"La follia del poeta" è il titolo del nuovo progetto della Casa per la Vita “Artemide” di Racale, struttura residenziale che accoglie persone con disagio mentale.
«Cosa vuol dire essere pazzo, essere malato? Non lo so. Credo sia impossibile saperlo. (…) Credo che ci si ammali per intelligenza, per un’intelligenza troppo esatta, troppo improvvisa, acclimatata». Scrive così Christian Bobin in “L’uomo del disastro”, cercando di dare voce e risposta alla “follia” di Antonin Artaud. I due si incontrano su una soglia tanto precisa quanto sottile: la soglia dell’umano, dell’esperienza muta di essere uomini. Bobin a voce bassa e con delicatezza sussurra ad Artaud: “Non sei pazzo, poiché ti ascolto”. Due uomini e un confine, un confine segnato dalla parola, dalla parola poetica.
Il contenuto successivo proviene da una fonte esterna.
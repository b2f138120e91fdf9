// Errors raised by the database layer.

use std::path::PathBuf;
use std::time::Duration;
use thiserror::Error;

#[derive(Debug, Error)]
pub enum DatabaseError {
    /// Missing or invalid settings.
    #[error("Configuration error: {0}")]
    Config(String),

    /// The remote server could not be reached or the SQLite file could not be opened.
    #[error("Cannot connect to {target}: {source}")]
    Connection {
        target: String,
        #[source]
        source: sqlx::Error,
    },

    /// The directory holding the SQLite file could not be created.
    #[error("Cannot prepare data directory {}: {source}", path.display())]
    DataDirectory {
        path: PathBuf,
        #[source]
        source: std::io::Error,
    },

    #[error("Schema initialization failed: {0}")]
    Schema(#[source] sqlx::Error),

    #[error("Query failed: {0}")]
    Query(#[source] sqlx::Error),

    #[error("{operation} timed out after {limit:?}")]
    Timeout {
        operation: &'static str,
        limit: Duration,
    },

    #[error("Database connection is closed")]
    Closed,
}

impl DatabaseError {
    /// True when the backend itself could not be reached (as opposed to a
    /// statement failing on a live connection).
    pub fn is_unavailable(&self) -> bool {
        matches!(
            self,
            DatabaseError::Connection { .. }
                | DatabaseError::DataDirectory { .. }
                | DatabaseError::Timeout { .. }
                | DatabaseError::Closed
        )
    }
}
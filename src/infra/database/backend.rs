// Backend selection - decided once from `db.type` and fixed for the process

use std::fmt;

/// Which storage technology is active.
#[derive(Debug, Clone, Copy, PartialEq, Eq)]
pub enum Backend {
    /// Pooled connections to a MySQL server.
    Remote,
    /// Single connection to a local SQLite file.
    Embedded,
}

impl Backend {
    /// `"mysql"` (any case) selects the remote backend; anything else, or no
    /// value at all, selects the embedded one.
    pub fn select(db_type: Option<&str>) -> Self {
        match db_type {
            Some(value) if value.trim().eq_ignore_ascii_case("mysql") => Backend::Remote,
            _ => Backend::Embedded,
        }
    }

    /// Name shown to players.
    pub fn display_name(&self) -> &'static str {
        match self {
            Backend::Remote => "MySQL",
            Backend::Embedded => "SQLite",
        }
    }
}

impl fmt::Display for Backend {
    fn fmt(&self, f: &mut fmt::Formatter<'_>) -> fmt::Result {
        f.write_str(self.display_name())
    }
}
Il ciclo di incontri de “La follia del poeta” che intendiamo proporre ai nostri Ospiti – sostiene Walter Spennato, sociologo e coordinatore della struttura – vuole essere un modo concreto e in azione di collocarsi su questa soglia, di abitarla, in un’alternanza di voci, sussurri e ascolto.
Il primo incontro poetico, dal titolo “A cosa serve la poesia?”, si terrà giovedì 10 giugno alle ore 17:30: ospite della struttura residenziale sarà Giuseppe Semeraro: attore, regista e poeta lavora in ambito teatrale da più di vent’anni. Ha lavorato come attore con Il teatro della Valdoca, in diversi spettacoli con la regia di Danio Manfredini e preso parte allo spettacolo Frame con la regia di Alessandro Serra.
Nel 2007 è tra i fondatori della compagnia Principio Attivo teatro dirigendo come regista “Storia di un uomo e della sua ombra” (finalista scenario e premio Eolo 2009), “La bicicletta Rossa” (premio Eolo 2013) e “Opera Nazionale Combattenti” (finalista in-box 2016). Nel 2015 realizza lo spettacolo “Digiunando davanti al mare” ispirato alla figura di Danilo Dolci.
È autore di diversi libri di poesie tra cui, “Cantica del Lupo”, “Due parole in croce”, “A cosa serve la poesia” da cui è tratto lo spettacolo con Gianluigi Gherzi.
I versi di Semeraro sono contraddistinti da una forza ogni volta sorprendente. Giuseppe parla con grande sincerità a suoi lettori, racconta la quotidianità, le cadute, gli inciampi, la speranza, l’amore, si rivolge alla vita e la fa entrare nel ritmo delle sue poesie. È un poeta autentico, militante, ascoltare le sue parole è un’esperienza di contrasti: la sua poesia è ferita e cura, tenerezza e graffio, morte e resurrezione. La parola con Semeraro si fa agita, viva. Vittorio Alfieri nel trattato “Del principe e delle lettere” (1178-1786) afferma che la scrittura per il vero poeta è l’elemento sostitutivo della spada e l’esperienza del taglio è sicuramente garantita da Giuseppe Semeraro.